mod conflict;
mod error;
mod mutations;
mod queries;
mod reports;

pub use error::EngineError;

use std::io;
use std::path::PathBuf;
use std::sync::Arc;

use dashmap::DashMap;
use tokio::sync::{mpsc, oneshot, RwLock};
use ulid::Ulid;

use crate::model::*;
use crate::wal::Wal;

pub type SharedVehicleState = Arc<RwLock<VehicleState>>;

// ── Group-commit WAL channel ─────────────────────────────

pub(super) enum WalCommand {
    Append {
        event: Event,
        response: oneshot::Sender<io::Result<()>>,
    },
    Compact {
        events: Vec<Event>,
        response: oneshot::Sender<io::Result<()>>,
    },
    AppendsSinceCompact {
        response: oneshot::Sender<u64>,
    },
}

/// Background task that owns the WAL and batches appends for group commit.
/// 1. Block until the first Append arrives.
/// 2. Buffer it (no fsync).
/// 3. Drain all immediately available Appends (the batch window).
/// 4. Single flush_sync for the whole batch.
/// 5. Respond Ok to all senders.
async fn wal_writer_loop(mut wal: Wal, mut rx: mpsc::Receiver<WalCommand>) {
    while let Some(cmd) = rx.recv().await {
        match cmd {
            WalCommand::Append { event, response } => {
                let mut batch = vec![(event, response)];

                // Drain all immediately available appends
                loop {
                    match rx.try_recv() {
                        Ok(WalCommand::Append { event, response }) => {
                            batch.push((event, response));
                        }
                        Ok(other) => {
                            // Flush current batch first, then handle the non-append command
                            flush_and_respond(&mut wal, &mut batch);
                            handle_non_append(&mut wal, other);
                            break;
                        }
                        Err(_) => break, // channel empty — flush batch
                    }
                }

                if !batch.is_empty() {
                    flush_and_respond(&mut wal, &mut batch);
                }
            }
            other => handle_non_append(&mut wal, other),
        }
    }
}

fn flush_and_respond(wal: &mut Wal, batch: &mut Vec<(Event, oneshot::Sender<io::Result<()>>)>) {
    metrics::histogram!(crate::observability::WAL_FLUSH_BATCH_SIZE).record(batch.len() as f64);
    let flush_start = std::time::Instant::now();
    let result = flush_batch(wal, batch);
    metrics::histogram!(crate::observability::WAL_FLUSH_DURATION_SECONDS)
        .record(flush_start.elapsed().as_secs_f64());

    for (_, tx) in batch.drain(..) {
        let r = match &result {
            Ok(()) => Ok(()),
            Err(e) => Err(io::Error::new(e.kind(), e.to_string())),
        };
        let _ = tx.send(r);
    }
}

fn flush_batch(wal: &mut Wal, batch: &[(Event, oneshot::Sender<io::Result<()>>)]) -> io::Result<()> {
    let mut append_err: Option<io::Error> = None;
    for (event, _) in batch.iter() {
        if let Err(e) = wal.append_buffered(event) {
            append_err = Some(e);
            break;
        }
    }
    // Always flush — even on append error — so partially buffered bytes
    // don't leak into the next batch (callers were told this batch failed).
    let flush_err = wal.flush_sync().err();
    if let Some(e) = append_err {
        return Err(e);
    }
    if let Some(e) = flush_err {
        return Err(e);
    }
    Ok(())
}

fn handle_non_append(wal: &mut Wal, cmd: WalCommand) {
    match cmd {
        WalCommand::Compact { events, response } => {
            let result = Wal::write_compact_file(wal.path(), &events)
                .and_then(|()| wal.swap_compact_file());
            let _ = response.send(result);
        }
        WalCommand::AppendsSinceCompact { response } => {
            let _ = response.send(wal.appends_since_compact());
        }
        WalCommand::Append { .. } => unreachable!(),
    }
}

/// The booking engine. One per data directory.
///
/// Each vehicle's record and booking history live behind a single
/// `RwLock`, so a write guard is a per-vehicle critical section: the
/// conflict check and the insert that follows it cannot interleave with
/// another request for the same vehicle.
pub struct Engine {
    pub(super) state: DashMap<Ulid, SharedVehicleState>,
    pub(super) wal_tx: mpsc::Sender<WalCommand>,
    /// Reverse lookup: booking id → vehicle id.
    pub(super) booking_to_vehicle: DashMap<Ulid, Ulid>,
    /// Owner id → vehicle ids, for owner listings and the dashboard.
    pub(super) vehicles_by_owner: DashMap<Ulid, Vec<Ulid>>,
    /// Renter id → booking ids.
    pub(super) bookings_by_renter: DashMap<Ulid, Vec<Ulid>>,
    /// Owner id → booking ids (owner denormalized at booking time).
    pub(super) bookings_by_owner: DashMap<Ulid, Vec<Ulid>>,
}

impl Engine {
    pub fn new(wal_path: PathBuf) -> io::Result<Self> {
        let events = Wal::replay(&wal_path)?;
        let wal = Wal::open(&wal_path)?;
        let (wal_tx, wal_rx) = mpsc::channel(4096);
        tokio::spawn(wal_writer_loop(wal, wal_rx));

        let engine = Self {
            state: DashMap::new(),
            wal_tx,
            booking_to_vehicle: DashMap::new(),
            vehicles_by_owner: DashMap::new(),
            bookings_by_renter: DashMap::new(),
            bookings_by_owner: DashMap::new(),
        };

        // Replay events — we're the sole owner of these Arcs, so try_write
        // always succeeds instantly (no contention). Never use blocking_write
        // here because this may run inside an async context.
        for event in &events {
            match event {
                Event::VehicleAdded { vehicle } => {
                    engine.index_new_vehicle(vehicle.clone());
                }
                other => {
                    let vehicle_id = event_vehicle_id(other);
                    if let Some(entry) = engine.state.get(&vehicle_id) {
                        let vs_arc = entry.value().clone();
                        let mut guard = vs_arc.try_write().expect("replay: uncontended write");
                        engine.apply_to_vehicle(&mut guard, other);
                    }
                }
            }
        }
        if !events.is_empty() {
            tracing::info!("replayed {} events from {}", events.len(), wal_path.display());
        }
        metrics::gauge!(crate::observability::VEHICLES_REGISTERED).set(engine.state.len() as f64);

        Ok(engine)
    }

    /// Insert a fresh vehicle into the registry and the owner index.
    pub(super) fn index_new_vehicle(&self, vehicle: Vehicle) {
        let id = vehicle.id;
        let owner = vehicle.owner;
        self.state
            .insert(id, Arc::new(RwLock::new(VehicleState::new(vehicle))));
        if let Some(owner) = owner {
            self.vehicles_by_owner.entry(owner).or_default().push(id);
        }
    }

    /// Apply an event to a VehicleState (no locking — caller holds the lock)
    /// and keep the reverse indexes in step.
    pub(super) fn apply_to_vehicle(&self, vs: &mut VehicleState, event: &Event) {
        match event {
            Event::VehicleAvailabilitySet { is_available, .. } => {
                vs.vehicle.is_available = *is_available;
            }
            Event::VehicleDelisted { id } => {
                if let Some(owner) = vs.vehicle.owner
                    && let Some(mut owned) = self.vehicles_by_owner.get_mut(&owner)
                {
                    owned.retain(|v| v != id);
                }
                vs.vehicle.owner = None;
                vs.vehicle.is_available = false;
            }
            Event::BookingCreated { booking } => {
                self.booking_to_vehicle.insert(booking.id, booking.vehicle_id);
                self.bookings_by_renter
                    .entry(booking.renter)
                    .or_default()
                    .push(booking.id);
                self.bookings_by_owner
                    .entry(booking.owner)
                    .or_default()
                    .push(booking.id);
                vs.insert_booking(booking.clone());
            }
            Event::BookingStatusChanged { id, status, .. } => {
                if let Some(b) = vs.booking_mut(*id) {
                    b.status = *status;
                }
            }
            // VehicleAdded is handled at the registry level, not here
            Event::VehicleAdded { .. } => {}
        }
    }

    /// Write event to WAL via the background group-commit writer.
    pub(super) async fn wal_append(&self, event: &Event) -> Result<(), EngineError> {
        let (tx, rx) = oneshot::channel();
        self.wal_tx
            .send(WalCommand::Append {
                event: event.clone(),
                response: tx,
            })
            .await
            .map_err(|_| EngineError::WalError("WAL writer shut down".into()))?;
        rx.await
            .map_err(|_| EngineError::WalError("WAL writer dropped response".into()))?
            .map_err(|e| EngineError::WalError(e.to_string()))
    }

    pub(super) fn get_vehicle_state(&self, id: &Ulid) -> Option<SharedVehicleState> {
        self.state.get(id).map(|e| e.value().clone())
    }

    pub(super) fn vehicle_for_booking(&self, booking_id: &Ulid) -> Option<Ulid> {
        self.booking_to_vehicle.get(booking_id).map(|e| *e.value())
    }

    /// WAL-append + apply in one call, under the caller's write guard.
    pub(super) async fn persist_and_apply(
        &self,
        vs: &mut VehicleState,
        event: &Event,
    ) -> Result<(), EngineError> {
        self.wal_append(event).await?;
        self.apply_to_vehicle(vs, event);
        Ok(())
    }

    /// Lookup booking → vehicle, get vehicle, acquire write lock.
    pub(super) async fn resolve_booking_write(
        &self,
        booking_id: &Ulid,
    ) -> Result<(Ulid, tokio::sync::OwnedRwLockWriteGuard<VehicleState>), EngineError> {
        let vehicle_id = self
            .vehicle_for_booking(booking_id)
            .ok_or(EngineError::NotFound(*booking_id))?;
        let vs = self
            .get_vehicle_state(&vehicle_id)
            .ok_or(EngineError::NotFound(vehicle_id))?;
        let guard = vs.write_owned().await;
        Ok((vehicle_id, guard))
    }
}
_ _ _ _ _
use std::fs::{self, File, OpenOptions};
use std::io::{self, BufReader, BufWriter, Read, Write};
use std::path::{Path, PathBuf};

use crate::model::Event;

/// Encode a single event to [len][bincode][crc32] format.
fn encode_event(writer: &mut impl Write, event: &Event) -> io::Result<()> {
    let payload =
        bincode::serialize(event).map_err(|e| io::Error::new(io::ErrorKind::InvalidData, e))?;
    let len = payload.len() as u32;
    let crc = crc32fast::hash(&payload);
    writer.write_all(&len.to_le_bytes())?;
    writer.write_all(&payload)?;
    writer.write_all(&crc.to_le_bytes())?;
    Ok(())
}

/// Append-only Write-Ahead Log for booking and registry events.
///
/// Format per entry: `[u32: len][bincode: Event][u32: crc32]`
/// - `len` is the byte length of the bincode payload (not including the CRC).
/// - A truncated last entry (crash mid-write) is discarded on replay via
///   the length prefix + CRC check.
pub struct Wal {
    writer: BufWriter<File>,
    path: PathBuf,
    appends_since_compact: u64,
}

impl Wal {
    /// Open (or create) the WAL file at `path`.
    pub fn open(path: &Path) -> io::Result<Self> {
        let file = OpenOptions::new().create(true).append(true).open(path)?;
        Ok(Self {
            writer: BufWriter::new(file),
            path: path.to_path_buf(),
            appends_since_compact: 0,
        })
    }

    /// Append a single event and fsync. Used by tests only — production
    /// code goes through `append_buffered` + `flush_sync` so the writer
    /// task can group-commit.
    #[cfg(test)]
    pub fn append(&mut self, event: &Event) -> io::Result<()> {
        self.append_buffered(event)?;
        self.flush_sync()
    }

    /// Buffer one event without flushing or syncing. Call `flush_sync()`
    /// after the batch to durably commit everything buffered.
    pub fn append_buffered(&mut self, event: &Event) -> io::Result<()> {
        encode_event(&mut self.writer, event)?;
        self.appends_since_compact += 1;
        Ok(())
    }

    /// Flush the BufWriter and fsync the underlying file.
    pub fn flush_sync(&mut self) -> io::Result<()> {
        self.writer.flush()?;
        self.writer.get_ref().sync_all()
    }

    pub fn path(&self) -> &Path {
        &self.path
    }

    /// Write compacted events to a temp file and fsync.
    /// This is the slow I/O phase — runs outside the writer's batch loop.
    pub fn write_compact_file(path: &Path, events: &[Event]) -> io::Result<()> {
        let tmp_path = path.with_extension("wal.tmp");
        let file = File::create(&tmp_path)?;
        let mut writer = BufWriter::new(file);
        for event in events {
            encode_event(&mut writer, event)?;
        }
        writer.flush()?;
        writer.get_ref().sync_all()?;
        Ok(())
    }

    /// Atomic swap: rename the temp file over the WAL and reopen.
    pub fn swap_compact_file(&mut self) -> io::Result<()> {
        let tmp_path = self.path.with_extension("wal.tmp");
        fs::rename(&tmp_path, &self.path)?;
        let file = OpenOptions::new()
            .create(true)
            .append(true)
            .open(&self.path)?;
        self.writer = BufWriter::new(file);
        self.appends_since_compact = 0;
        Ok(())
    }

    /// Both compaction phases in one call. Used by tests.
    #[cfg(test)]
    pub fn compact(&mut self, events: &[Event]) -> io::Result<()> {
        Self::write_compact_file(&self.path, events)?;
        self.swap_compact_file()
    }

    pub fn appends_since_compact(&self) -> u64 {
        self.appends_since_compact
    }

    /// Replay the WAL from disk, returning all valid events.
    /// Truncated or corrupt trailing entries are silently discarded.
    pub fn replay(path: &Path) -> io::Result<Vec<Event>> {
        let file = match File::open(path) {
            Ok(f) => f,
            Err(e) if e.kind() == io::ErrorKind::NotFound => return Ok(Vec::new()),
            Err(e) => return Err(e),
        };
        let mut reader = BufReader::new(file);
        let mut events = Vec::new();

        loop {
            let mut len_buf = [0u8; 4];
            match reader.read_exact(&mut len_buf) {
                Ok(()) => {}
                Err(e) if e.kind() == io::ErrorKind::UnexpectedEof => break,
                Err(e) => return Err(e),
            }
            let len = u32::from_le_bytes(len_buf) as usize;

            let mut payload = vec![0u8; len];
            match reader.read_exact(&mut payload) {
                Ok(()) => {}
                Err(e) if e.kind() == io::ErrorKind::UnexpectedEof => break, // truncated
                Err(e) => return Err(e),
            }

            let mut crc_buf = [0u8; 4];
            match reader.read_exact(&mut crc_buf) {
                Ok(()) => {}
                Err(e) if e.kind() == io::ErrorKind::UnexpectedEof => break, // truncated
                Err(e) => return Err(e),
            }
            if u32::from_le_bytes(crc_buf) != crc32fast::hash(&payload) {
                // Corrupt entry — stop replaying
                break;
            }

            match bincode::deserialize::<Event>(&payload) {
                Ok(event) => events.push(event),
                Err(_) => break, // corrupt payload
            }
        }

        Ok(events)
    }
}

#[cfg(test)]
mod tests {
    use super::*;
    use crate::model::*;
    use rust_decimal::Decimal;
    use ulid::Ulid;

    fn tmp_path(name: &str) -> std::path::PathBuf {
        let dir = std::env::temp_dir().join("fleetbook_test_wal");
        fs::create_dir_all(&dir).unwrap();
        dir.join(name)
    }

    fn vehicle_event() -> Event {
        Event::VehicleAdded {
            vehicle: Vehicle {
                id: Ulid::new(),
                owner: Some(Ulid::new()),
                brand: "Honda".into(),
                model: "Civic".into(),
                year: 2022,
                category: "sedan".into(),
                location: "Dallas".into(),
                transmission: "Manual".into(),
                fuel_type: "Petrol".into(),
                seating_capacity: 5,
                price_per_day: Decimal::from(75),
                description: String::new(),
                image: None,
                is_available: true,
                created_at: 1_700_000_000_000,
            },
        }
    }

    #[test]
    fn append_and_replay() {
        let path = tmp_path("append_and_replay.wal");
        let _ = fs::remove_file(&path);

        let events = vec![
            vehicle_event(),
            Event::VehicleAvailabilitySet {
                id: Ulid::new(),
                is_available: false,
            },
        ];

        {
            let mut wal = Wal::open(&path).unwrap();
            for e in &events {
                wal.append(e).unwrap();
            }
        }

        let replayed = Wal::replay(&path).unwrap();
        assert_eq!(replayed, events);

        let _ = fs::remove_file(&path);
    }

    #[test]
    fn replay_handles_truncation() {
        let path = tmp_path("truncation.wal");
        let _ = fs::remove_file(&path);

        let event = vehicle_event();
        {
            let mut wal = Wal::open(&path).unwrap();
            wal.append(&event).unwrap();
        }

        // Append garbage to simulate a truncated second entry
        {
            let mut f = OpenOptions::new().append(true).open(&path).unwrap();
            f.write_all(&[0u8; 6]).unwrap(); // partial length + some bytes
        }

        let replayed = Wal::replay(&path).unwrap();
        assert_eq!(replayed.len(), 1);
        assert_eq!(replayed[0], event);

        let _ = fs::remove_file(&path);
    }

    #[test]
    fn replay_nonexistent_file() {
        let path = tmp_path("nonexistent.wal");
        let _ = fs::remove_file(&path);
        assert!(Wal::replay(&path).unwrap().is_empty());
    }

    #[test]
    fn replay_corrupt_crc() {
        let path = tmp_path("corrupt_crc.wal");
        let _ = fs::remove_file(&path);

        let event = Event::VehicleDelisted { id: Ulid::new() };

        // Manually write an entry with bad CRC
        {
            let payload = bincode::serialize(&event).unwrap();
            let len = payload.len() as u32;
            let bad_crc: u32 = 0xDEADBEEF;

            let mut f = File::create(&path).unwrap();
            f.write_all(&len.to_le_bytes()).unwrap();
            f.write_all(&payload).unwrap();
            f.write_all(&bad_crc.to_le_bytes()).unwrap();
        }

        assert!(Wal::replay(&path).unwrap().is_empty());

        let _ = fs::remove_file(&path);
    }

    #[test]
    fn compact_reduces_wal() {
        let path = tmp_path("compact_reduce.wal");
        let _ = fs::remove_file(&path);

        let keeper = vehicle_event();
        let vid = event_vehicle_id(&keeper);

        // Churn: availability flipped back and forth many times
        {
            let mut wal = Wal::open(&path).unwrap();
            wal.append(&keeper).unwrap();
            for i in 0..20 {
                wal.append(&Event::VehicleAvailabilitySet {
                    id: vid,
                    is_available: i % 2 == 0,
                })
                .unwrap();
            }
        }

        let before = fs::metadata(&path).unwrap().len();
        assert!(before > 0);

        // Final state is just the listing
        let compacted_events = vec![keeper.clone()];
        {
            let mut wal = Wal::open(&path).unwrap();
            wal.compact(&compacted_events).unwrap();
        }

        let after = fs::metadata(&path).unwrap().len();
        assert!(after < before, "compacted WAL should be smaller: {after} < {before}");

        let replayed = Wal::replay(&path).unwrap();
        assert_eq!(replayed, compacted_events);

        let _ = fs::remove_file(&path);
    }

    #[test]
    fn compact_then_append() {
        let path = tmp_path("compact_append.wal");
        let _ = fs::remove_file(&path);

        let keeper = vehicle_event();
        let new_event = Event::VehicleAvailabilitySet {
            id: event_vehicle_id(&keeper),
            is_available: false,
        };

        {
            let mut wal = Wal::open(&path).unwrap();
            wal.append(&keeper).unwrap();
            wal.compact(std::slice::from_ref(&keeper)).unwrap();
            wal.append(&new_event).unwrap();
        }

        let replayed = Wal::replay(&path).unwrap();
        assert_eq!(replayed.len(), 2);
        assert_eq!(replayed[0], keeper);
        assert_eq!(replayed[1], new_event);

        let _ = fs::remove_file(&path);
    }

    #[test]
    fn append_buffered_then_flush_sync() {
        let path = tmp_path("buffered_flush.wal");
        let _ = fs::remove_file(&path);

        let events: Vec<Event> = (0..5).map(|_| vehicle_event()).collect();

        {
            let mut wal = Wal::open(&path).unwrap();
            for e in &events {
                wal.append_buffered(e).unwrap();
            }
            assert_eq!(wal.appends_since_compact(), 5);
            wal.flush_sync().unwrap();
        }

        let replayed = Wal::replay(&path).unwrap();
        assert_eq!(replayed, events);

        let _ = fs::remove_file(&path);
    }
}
_ _ _ _ _
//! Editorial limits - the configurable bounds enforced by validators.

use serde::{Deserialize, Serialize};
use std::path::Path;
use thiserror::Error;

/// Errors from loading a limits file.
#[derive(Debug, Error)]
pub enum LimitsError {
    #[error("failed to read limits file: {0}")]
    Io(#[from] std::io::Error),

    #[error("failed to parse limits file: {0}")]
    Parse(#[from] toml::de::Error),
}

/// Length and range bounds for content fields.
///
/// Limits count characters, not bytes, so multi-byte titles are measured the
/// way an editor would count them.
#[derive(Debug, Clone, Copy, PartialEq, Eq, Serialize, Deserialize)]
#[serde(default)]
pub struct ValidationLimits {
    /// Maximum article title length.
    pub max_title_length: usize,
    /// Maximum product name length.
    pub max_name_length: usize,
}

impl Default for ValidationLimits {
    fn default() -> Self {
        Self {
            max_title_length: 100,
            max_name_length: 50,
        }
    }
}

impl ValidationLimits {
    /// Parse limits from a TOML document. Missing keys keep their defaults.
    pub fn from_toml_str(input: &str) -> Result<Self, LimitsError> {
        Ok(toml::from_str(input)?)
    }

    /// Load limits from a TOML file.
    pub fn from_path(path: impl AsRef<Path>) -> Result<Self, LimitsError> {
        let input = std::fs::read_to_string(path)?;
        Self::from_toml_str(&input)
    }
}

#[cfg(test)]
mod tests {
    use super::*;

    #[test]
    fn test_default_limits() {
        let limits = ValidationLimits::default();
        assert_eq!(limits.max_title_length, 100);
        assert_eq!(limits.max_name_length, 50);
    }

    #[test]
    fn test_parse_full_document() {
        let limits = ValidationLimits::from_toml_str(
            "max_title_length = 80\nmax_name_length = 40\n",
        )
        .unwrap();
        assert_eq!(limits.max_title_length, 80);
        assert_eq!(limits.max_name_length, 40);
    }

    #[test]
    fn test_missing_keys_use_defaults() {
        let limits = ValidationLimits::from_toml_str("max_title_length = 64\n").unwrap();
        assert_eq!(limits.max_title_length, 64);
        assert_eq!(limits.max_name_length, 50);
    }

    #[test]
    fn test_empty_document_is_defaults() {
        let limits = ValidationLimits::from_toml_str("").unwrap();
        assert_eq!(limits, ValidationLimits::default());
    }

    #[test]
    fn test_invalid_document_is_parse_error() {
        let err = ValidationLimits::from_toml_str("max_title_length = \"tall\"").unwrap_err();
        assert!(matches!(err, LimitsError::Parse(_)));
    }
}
_ _ _ _ _
What is needed is a copy of every line above in which "LimitsError" appears.

[Reply]
pub enum LimitsError {
    pub fn from_toml_str(input: &str) -> Result<Self, LimitsError> {
    pub fn from_path(path: impl AsRef<Path>) -> Result<Self, LimitsError> {
        assert!(matches!(err, LimitsError::Parse(_)));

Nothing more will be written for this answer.